▶ _What to do_:
Output every entry exactly as written.
------ Material supplied ------
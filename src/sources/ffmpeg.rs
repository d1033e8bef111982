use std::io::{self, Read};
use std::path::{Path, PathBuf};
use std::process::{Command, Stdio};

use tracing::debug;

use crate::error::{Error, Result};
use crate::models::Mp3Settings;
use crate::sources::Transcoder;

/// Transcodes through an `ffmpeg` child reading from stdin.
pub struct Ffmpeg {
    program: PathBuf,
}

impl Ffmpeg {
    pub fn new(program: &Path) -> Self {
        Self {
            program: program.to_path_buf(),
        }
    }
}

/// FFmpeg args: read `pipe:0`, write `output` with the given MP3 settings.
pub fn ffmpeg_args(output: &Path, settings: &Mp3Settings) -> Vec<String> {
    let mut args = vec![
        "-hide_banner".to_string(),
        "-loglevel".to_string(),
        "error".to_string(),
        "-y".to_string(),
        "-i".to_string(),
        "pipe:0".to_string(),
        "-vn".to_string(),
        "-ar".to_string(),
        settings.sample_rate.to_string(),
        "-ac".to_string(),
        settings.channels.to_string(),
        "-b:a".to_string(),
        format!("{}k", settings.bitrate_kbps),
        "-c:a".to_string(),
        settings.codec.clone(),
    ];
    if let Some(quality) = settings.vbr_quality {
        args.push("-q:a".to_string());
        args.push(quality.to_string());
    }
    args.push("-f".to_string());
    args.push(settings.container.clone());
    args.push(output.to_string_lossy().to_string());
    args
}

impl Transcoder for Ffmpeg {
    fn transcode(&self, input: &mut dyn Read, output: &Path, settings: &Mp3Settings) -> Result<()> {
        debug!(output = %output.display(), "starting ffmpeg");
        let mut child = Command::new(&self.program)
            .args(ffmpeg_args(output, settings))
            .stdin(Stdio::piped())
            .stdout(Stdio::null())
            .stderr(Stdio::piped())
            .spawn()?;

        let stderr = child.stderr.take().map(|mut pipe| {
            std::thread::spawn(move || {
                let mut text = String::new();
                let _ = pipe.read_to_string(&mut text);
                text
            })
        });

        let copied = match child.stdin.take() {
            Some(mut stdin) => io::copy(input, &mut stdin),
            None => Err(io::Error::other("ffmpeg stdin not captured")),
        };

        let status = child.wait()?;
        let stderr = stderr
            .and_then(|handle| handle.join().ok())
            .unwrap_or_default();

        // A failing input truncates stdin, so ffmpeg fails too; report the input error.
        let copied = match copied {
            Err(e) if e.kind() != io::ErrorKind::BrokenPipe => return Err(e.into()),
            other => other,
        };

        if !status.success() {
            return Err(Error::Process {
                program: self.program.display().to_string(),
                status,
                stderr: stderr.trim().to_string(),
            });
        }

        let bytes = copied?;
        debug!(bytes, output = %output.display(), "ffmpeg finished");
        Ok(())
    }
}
------
▶ _Finished task_:
filename src/sources/ffmpeg.rs
repository d1033e8bef111982
use std::io::{self, Read};
use std::path::{Path, PathBuf};
use std::process::{Command, Stdio};

use tracing::debug;

use crate::error::{Error, Result};
use crate::models::Mp3Settings;
use crate::sources::Transcoder;

/// Transcodes through an `ffmpeg` child reading from stdin.
pub struct Ffmpeg {
    program: PathBuf,
}

impl Ffmpeg {
    pub fn new(program: &Path) -> Self {
        Self {
            program: program.to_path_buf(),
        }
    }
}

/// FFmpeg args: read `pipe:0`, write `output` with the given MP3 settings.
pub fn ffmpeg_args(output: &Path, settings: &Mp3Settings) -> Vec<String> {
    let mut args = vec![
        "-hide_banner".to_string(),
        "-loglevel".to_string(),
        "error".to_string(),
        "-y".to_string(),
        "-i".to_string(),
        "pipe:0".to_string(),
        "-vn".to_string(),
        "-ar".to_string(),
        settings.sample_rate.to_string(),
        "-ac".to_string(),
        settings.channels.to_string(),
        "-b:a".to_string(),
        format!("{}k", settings.bitrate_kbps),
        "-c:a".to_string(),
        settings.codec.clone(),
    ];
    if let Some(quality) = settings.vbr_quality {
        args.push("-q:a".to_string());
        args.push(quality.to_string());
    }
    args.push("-f".to_string());
    args.push(settings.container.clone());
    args.push(output.to_string_lossy().to_string());
    args
}

impl Transcoder for Ffmpeg {
    fn transcode(&self, input: &mut dyn Read, output: &Path, settings: &Mp3Settings) -> Result<()> {
        debug!(output = %output.display(), "starting ffmpeg");
        let mut child = Command::new(&self.program)
            .args(ffmpeg_args(output, settings))
            .stdin(Stdio::piped())
            .stdout(Stdio::null())
            .stderr(Stdio::piped())
            .spawn()?;

        let stderr = child.stderr.take().map(|mut pipe| {
            std::thread::spawn(move || {
                let mut text = String::new();
                let _ = pipe.read_to_string(&mut text);
                text
            })
        });

        let copied = match child.stdin.take() {
            Some(mut stdin) => io::copy(input, &mut stdin),
            None => Err(io::Error::other("ffmpeg stdin not captured")),
        };

        let status = child.wait()?;
        let stderr = stderr
            .and_then(|handle| handle.join().ok())
            .unwrap_or_default();

        // A failing input truncates stdin, so ffmpeg fails too; report the input error.
        let copied = match copied {
            Err(e) if e.kind() != io::ErrorKind::BrokenPipe => return Err(e.into()),
            other => other,
        };

        if !status.success() {
            return Err(Error::Process {
                program: self.program.display().to_string(),
                status,
                stderr: stderr.trim().to_string(),
            });
        }

        let bytes = copied?;
        debug!(bytes, output = %output.display(), "ffmpeg finished");
        Ok(())
    }
}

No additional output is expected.